Это ясно видно уже на элементарных формах «понимания» и «восприятия», но лучше попытаться уяснить себе это на сложных состояниях, где такое положение дела еще лучше и очевиднее; после этого нетрудно будет констатировать это и в низших состояниях. В особенности ярка эта «потеря» себя, это «отсутствие» сознания в сложных эстетических состояниях. И на разный манер это утверждается почти в каждой серьезной эстетической теории. Не будем приводить в пример такие теории, где прямо и буквально говорится о слиянии субъекта и объекта, о самопогружении в искусство, о мистических и космических основах искусства и пр. Хотя такие теории часто и очень ценны (а иногда, может быть, и ценнее всего), но для нас важно показать, что это «движение» души вслед за объектом эстетического созерцания, это претворение сознания в предмет и его ритмизация предполагаются даже такими теориями, которые как будто бы очень далеки от каких–нибудь «мистических» устремлений.
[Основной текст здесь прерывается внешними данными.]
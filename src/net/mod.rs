pub mod api;
pub mod backend;
/// Recursive descent parser for the flat command subset of SIEVE.
///
/// Grammar accepted:
///
/// ```text
/// script    := command*
/// command   := identifier argument* ";"
/// argument  := tag | number | string | string-list
/// string-list := "[" string ("," string)* "]"
/// ```
///
/// Comments are skipped. Anything else (`if`, blocks, test lists) is a
/// syntax error, which callers treat as "not ours to edit".
use crate::sieve::ast::{Argument, Command, Script};
use crate::sieve::lexer::{tokenize, Span, Token};
use crate::sieve::SyntaxError;

pub fn parse(input: &str) -> Result<Script, SyntaxError> {
    let spans: Vec<Span> = tokenize(input)?
        .into_iter()
        .filter(|s| !matches!(s.token, Token::Comment(_) | Token::BlockComment(_)))
        .collect();

    let mut parser = Parser {
        spans: &spans,
        pos: 0,
        end: input.len(),
    };
    let mut commands = Vec::new();
    while !parser.at_end() {
        commands.push(parser.command()?);
    }

    Ok(Script { commands })
}

struct Parser<'a> {
    spans: &'a [Span],
    pos: usize,
    end: usize,
}

impl Parser<'_> {
    fn at_end(&self) -> bool {
        self.pos >= self.spans.len()
    }

    fn peek(&self) -> Option<&Token> {
        self.spans.get(self.pos).map(|s| &s.token)
    }

    fn offset(&self) -> usize {
        self.spans.get(self.pos).map_or(self.end, |s| s.offset)
    }

    fn error(&self, message: impl Into<String>) -> SyntaxError {
        SyntaxError::new(self.offset(), message)
    }

    fn command(&mut self) -> Result<Command, SyntaxError> {
        let identifier = match self.peek() {
            Some(Token::Identifier(name)) => name.clone(),
            Some(other) => return Err(self.error(format!("expected command, got {other:?}"))),
            None => return Err(self.error("expected command, got end of input")),
        };
        self.pos += 1;

        let mut arguments = Vec::new();
        loop {
            match self.peek() {
                Some(Token::Semicolon) => {
                    self.pos += 1;
                    break;
                }
                Some(Token::Tag(tag)) => {
                    arguments.push(Argument::Tag(tag.clone()));
                    self.pos += 1;
                }
                Some(Token::Number(n)) => {
                    arguments.push(Argument::Number(*n));
                    self.pos += 1;
                }
                Some(Token::QuotedString(s) | Token::MultiLineString(s)) => {
                    arguments.push(Argument::String(s.clone()));
                    self.pos += 1;
                }
                Some(Token::LBracket) => {
                    self.pos += 1;
                    arguments.push(Argument::StringList(self.string_list()?));
                }
                Some(Token::LBrace | Token::LParen | Token::Identifier(_)) => {
                    return Err(self.error(format!(
                        "'{identifier}' is not a simple command"
                    )));
                }
                Some(other) => {
                    return Err(self.error(format!("unexpected {other:?} in '{identifier}'")));
                }
                None => return Err(self.error(format!("missing ';' after '{identifier}'"))),
            }
        }

        Ok(Command {
            identifier,
            arguments,
        })
    }

    /// Parses the remainder of a string list after `[`.
    fn string_list(&mut self) -> Result<Vec<String>, SyntaxError> {
        let mut items = Vec::new();
        loop {
            match self.peek() {
                Some(Token::QuotedString(s) | Token::MultiLineString(s)) => {
                    items.push(s.clone());
                    self.pos += 1;
                }
                _ => return Err(self.error("expected string in list")),
            }
            match self.peek() {
                Some(Token::Comma) => self.pos += 1,
                Some(Token::RBracket) => {
                    self.pos += 1;
                    return Ok(items);
                }
                _ => return Err(self.error("expected ',' or ']' in string list")),
            }
        }
    }
}

#[cfg(test)]
mod tests {
    use super::*;

    #[test]
    fn test_parse_empty() {
        let script = parse("  # nothing here\n").unwrap();
        assert!(script.commands.is_empty());
    }

    #[test]
    fn test_parse_require_list() {
        let script = parse("require [\"vacation\", \"fileinto\"];").unwrap();
        assert_eq!(
            script.commands[0],
            Command {
                identifier: "require".into(),
                arguments: vec![Argument::StringList(vec![
                    "vacation".into(),
                    "fileinto".into()
                ])],
            }
        );
    }

    #[test]
    fn test_parse_vacation_command() {
        let script = parse("vacation :days 7 :subject \"Away\" \"Back soon\";").unwrap();
        let cmd = script.command("vacation").unwrap();
        assert_eq!(cmd.tagged(":days").and_then(Argument::as_number), Some(7));
        assert_eq!(cmd.tagged(":subject").and_then(Argument::as_str), Some("Away"));
        assert_eq!(cmd.arguments.last().and_then(Argument::as_str), Some("Back soon"));
    }

    #[test]
    fn test_rejects_if_block() {
        let err = parse("if header :contains \"Subject\" \"x\" { discard; }").unwrap_err();
        assert!(err.message.contains("not a simple command"));
    }

    #[test]
    fn test_rejects_missing_semicolon() {
        assert!(parse("vacation \"body\"").is_err());
    }

    #[test]
    fn test_rejects_empty_list() {
        assert!(parse("require [];").is_err());
    }

    #[test]
    fn test_error_offset_points_at_token() {
        let err = parse("keep; {").unwrap_err();
        assert_eq!(err.offset, 6);
    }
}
use serde::{Deserialize, Serialize};

use crate::model::ValidationError;

pub const DEFAULT_SUBJECT: &str = "Out of Office";
pub const DEFAULT_BODY: &str = "I am currently away and will respond when I return.";
pub const DEFAULT_DAYS: u32 = 1;

/// The auto-responder settings as edited on the vacation page.
#[derive(Debug, Clone, PartialEq, Eq, Serialize, Deserialize)]
pub struct VacationRule {
    pub enabled: bool,
    pub subject: String,
    pub body: String,
    /// Minimum days between two replies to the same sender.
    pub days: u32,
}

impl Default for VacationRule {
    fn default() -> Self {
        Self {
            enabled: false,
            subject: DEFAULT_SUBJECT.to_string(),
            body: DEFAULT_BODY.to_string(),
            days: DEFAULT_DAYS,
        }
    }
}

impl VacationRule {
    pub fn validate(&self) -> Result<(), ValidationError> {
        if self.subject.trim().is_empty() {
            return Err(ValidationError::Required("Subject"));
        }
        if self.body.trim().is_empty() {
            return Err(ValidationError::Required("Message"));
        }
        if self.days < 1 {
            return Err(ValidationError::TooSmall {
                field: "Days",
                min: 1,
            });
        }
        Ok(())
    }
}

/// What the settings page learned from the backend on load.
#[derive(Debug, Clone, PartialEq, Eq)]
pub enum VacationState {
    /// No script named `vacation` exists.
    Absent,
    /// The script matches the template this client writes.
    Recognized(VacationRule),
    /// The script exists but was written by something else; only the
    /// activation flag is trustworthy.
    ExternallyManaged { active: bool },
}

impl VacationState {
    /// The rule the form starts from.
    pub fn rule(&self) -> VacationRule {
        match self {
            Self::Absent => VacationRule::default(),
            Self::Recognized(rule) => rule.clone(),
            Self::ExternallyManaged { active } => VacationRule {
                enabled: *active,
                ..VacationRule::default()
            },
        }
    }

    pub fn is_editable(&self) -> bool {
        !matches!(self, Self::ExternallyManaged { .. })
    }
}
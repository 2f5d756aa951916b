/// SIEVE script tokenizer (RFC 5228 §2.2 - §2.4).
use std::iter::Peekable;
use std::str::CharIndices;

use crate::sieve::SyntaxError;

#[derive(Debug, Clone, PartialEq)]
pub enum Token {
    /// A `:tag` like `:days` or `:subject`, lowercased.
    Tag(String),
    /// An unquoted identifier like `require` or `vacation`.
    Identifier(String),
    /// A double-quoted string with escapes resolved.
    QuotedString(String),
    /// A multi-line string `text: ... .` with dot-stuffing removed.
    MultiLineString(String),
    /// A number with any K/M/G quantifier already applied.
    Number(u64),
    /// A `# ...` single-line comment.
    Comment(String),
    /// A `/* ... */` block comment.
    BlockComment(String),
    Semicolon,
    Comma,
    LParen,
    RParen,
    LBrace,
    RBrace,
    LBracket,
    RBracket,
}

#[derive(Debug, Clone)]
pub struct Span {
    pub token: Token,
    pub offset: usize,
}

pub fn tokenize(input: &str) -> Result<Vec<Span>, SyntaxError> {
    let mut tokens = Vec::new();
    let mut chars = input.char_indices().peekable();

    while let Some(&(start, c)) = chars.peek() {
        if c.is_whitespace() {
            chars.next();
            continue;
        }

        let token = match c {
            ';' => single(&mut chars, Token::Semicolon),
            ',' => single(&mut chars, Token::Comma),
            '(' => single(&mut chars, Token::LParen),
            ')' => single(&mut chars, Token::RParen),
            '{' => single(&mut chars, Token::LBrace),
            '}' => single(&mut chars, Token::RBrace),
            '[' => single(&mut chars, Token::LBracket),
            ']' => single(&mut chars, Token::RBracket),
            '#' => {
                chars.next();
                let mut text = String::new();
                while let Some(&(_, c)) = chars.peek() {
                    if c == '\n' {
                        break;
                    }
                    text.push(c);
                    chars.next();
                }
                Token::Comment(text.trim().to_string())
            }
            '/' if input[start..].starts_with("/*") => {
                chars.next();
                chars.next();
                Token::BlockComment(lex_block_comment(input, start, &mut chars)?)
            }
            '"' => {
                chars.next();
                Token::QuotedString(lex_quoted(start, &mut chars)?)
            }
            ':' => {
                chars.next();
                let name = take_word(&mut chars);
                if name.is_empty() {
                    return Err(SyntaxError::new(start, "empty tag"));
                }
                Token::Tag(format!(":{}", name.to_lowercase()))
            }
            '0'..='9' => Token::Number(lex_number(start, &mut chars)?),
            c if c.is_ascii_alphabetic() || c == '_' => {
                let word = take_word(&mut chars);
                if word.eq_ignore_ascii_case("text")
                    && matches!(chars.peek(), Some(&(_, ':')))
                {
                    chars.next();
                    Token::MultiLineString(lex_multiline(start, &mut chars)?)
                } else {
                    Token::Identifier(word)
                }
            }
            other => {
                return Err(SyntaxError::new(
                    start,
                    format!("unexpected character '{other}'"),
                ));
            }
        };

        tokens.push(Span { token, offset: start });
    }

    Ok(tokens)
}

fn single(chars: &mut Peekable<CharIndices<'_>>, token: Token) -> Token {
    chars.next();
    token
}

fn take_word(chars: &mut Peekable<CharIndices<'_>>) -> String {
    let mut word = String::new();
    while let Some(&(_, c)) = chars.peek() {
        if c.is_ascii_alphanumeric() || c == '_' {
            word.push(c);
            chars.next();
        } else {
            break;
        }
    }
    word
}

fn lex_block_comment(
    input: &str,
    start: usize,
    chars: &mut Peekable<CharIndices<'_>>,
) -> Result<String, SyntaxError> {
    let body_start = start + 2;
    while let Some((i, c)) = chars.next() {
        if c == '*' && matches!(chars.peek(), Some(&(_, '/'))) {
            chars.next();
            return Ok(input[body_start..i].trim().to_string());
        }
    }
    Err(SyntaxError::new(start, "unterminated block comment"))
}

/// Reads a quoted string after the opening quote. `\x` yields `x` for any
/// character, which covers the two escapes the grammar defines (`\\`, `\"`).
fn lex_quoted(start: usize, chars: &mut Peekable<CharIndices<'_>>) -> Result<String, SyntaxError> {
    let mut s = String::new();
    loop {
        match chars.next() {
            Some((_, '\\')) => match chars.next() {
                Some((_, escaped)) => s.push(escaped),
                None => break,
            },
            Some((_, '"')) => return Ok(s),
            Some((_, c)) => s.push(c),
            None => break,
        }
    }
    Err(SyntaxError::new(start, "unterminated string"))
}

fn lex_number(start: usize, chars: &mut Peekable<CharIndices<'_>>) -> Result<u64, SyntaxError> {
    let mut value: u64 = 0;
    while let Some(&(_, c)) = chars.peek() {
        let Some(digit) = c.to_digit(10) else {
            break;
        };
        value = value
            .checked_mul(10)
            .and_then(|v| v.checked_add(u64::from(digit)))
            .ok_or_else(|| SyntaxError::new(start, "number out of range"))?;
        chars.next();
    }

    let multiplier = match chars.peek() {
        Some(&(_, 'K' | 'k')) => 1 << 10,
        Some(&(_, 'M' | 'm')) => 1 << 20,
        Some(&(_, 'G' | 'g')) => 1 << 30,
        _ => 1,
    };
    if multiplier != 1 {
        chars.next();
    }

    value
        .checked_mul(multiplier)
        .ok_or_else(|| SyntaxError::new(start, "number out of range"))
}

/// Reads the body of `text:` up to a line holding a single `.`.
fn lex_multiline(
    start: usize,
    chars: &mut Peekable<CharIndices<'_>>,
) -> Result<String, SyntaxError> {
    // Rest of the `text:` line may only hold whitespace or a comment.
    let mut saw_newline = false;
    let mut in_comment = false;
    for (offset, c) in chars.by_ref() {
        match c {
            '\n' => {
                saw_newline = true;
                break;
            }
            _ if in_comment => {}
            '#' => in_comment = true,
            ' ' | '\t' | '\r' => {}
            _ => {
                return Err(SyntaxError::new(
                    offset,
                    format!("unexpected '{c}' after text:"),
                ))
            }
        }
    }
    if !saw_newline {
        return Err(SyntaxError::new(start, "unterminated multi-line string"));
    }

    let mut body = String::new();
    loop {
        let mut line = String::new();
        let mut terminated = false;
        for (_, c) in chars.by_ref() {
            if c == '\n' {
                terminated = true;
                break;
            }
            line.push(c);
        }
        let content = line.strip_suffix('\r').unwrap_or(&line);

        if content == "." {
            return Ok(body);
        }
        if !terminated {
            return Err(SyntaxError::new(start, "unterminated multi-line string"));
        }
        let unstuffed = if content.starts_with("..") {
            &content[1..]
        } else {
            content
        };
        body.push_str(unstuffed);
        body.push_str("\r\n");
    }
}
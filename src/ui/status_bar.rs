use iced::widget::{container, horizontal_space, row, text};
use iced::{Color, Element, Length, Theme};
use std::time::{Duration, Instant};

use crate::app::Message;
use crate::model::session::Session;
use crate::ui::muted_text;

/// How long a notification stays in the status bar.
pub const NOTICE_TTL: Duration = Duration::from_secs(4);

#[derive(Debug, Clone, Copy, PartialEq, Eq)]
pub enum NoticeKind {
    Success,
    Error,
}

#[derive(Debug, Clone)]
pub struct Notice {
    pub kind: NoticeKind,
    pub text: String,
    pub shown_at: Instant,
}

impl Notice {
    pub fn success(text: impl Into<String>) -> Self {
        Self {
            kind: NoticeKind::Success,
            text: text.into(),
            shown_at: Instant::now(),
        }
    }

    pub fn error(text: impl Into<String>) -> Self {
        Self {
            kind: NoticeKind::Error,
            text: text.into(),
            shown_at: Instant::now(),
        }
    }

    pub fn expired(&self, now: Instant) -> bool {
        now.duration_since(self.shown_at) >= NOTICE_TTL
    }
}

pub fn view<'a>(notice: Option<&'a Notice>, session: Option<&'a Session>, server: &'a str) -> Element<'a, Message> {
    let notice_text = match notice {
        Some(n) => {
            let color = match n.kind {
                NoticeKind::Success => Color::from_rgb(0.2, 0.6, 0.3),
                NoticeKind::Error => Color::from_rgb(0.8, 0.2, 0.2),
            };
            text(&n.text).size(13).color(color)
        }
        None => text("Ready").size(13),
    };

    let user = match session {
        Some(s) if s.is_admin() => format!("{} (admin) @ {server}", s.email),
        Some(s) => format!("{} @ {server}", s.email),
        None => "Not signed in".to_string(),
    };

    container(
        row![
            notice_text,
            horizontal_space().width(Length::Fill),
            text(user).size(12).style(|theme: &Theme| muted_text(theme)),
        ]
        .align_y(iced::Alignment::Center),
    )
    .width(Length::Fill)
    .padding([2, 8])
    .into()
}

#[cfg(test)]
mod tests {
    use super::*;

    #[test]
    fn test_notice_expiry() {
        let notice = Notice::error("Failed to save settings");
        assert!(!notice.expired(notice.shown_at));
        assert!(!notice.expired(notice.shown_at + Duration::from_secs(1)));
        assert!(notice.expired(notice.shown_at + NOTICE_TTL));
    }
}
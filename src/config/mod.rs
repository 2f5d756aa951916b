pub mod paths;
pub mod settings;
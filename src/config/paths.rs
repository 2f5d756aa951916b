use directories::ProjectDirs;
use std::path::PathBuf;

pub fn config_dir() -> Option<PathBuf> {
    ProjectDirs::from("", "", "MailRaven Console").map(|d| d.config_dir().to_path_buf())
}
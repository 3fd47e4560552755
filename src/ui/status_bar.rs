use ratatui::buffer::Buffer;
use ratatui::layout::{Constraint, Direction, Layout, Rect};
use ratatui::style::{Modifier, Style};
use ratatui::text::{Line, Span};
use ratatui::widgets::{Paragraph, Widget};
use unicode_width::UnicodeWidthStr;

use crate::action::Action;
use crate::app::App;
use crate::config::Config;
use crate::event::InputMode;
use crate::theme::Theme;

fn short_help_actions(mode: InputMode) -> &'static [Action] {
  match mode {
    InputMode::Normal => &[
      Action::OpenSelected,
      Action::Descend,
      Action::Ascend,
      Action::ToggleHidden,
      Action::ShowShortcuts,
      Action::ToggleHelp,
      Action::Quit,
    ],
    InputMode::Shortcuts => &[
      Action::ShortcutsDown,
      Action::ShortcutsConfirm,
      Action::ShortcutsCancel,
      Action::Quit,
    ],
    InputMode::Help => &[Action::ToggleHelp, Action::Quit],
  }
}

/// `key description` pairs for the live mode, using the shortest bound key.
pub fn short_help(config: &Config, mode: InputMode) -> Vec<(String, &'static str)> {
  let lookup = config.reverse_lookup(mode);
  short_help_actions(mode)
    .iter()
    .filter_map(|action| {
      let key = lookup.get(action)?.iter().min_by_key(|k| k.width())?;
      Some((key.clone(), action.help_text()))
    })
    .collect()
}

pub fn render_status_bar(app: &App, config: &Config, area: Rect, buf: &mut Buffer, theme: &Theme) {
  let line = if let Some(ref msg) = app.status_message {
    let color = if app.status_is_error { theme.error } else { theme.info };
    Line::from(Span::styled(format!(" {msg}"), Style::default().fg(color)))
  } else {
    let mut spans = vec![Span::raw(" ")];
    for (i, (key, desc)) in short_help(config, app.input_mode).into_iter().enumerate() {
      if i > 0 {
        spans.push(Span::styled(" • ", Style::default().fg(theme.text_muted)));
      }
      spans.push(Span::styled(key, Style::default().fg(theme.text).add_modifier(Modifier::BOLD)));
      spans.push(Span::styled(format!(" {desc}"), Style::default().fg(theme.text_muted)));
    }
    Line::from(spans)
  };

  let position = format!(" {}/{} ", app.cursor + 1, app.entries.len());
  let chunks = Layout::default()
    .direction(Direction::Horizontal)
    .constraints([
      Constraint::Min(0),
      Constraint::Length(position.width() as u16),
    ])
    .split(area);

  let bar = Style::default().bg(theme.bg_bar);
  Paragraph::new(line).style(bar).render(chunks[0], buf);
  Paragraph::new(Span::styled(position, Style::default().fg(theme.text_muted)))
    .style(bar)
    .render(chunks[1], buf);
}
Так, можно сослаться на Пауля Штерна, который парирует возражение Фолькельта об «ассоциативном вчувствовании» [130]опираясь на понимание ассоциаций как душевных деятельностей, ритмически возбужденных произведением искусства [131]; можно сослаться на Кюльпе, который выставдл такие три условия для эстетических ассоциаций [132], которые могут быть соединены только при условии активного воспроизведения тех связей, какими обладает предмет; понятие эстетического ритма, т. е. активного следования внимания за произведением искусства, предполагает и теория «внутреннего подражания» Карла Гpocca [133]наконец, в некотором смысле сюда относятся и хорошие рассуждения Христиансена об эстетическом синтезе [134]. Все эти теории становятся совершенно непонятными, коль скоро мы отбросили напрашивающуюся здесь мысль о каком–то интимном взаимодействии и сосуществовании сознания и предмета; получается впечатление как будто о каких–то материальных вещах; как будто сознание есть какой–то сосуд с жидкостью* а искусство—какая–то мешалка, которая приводит эту жидкость в ритмическое движение. Отбросивши эти наивные представления и не оперируя с пространственными понятиями, мы должны отказаться от всяких «я» и «не–я» в моменты высших эстетических состояний, от всяких «в», реализующих собой только нашу постоянную привычку судить обо всем по аналогии с материальными вещами. И только тогда эти теории могут получить свое научное оправдание.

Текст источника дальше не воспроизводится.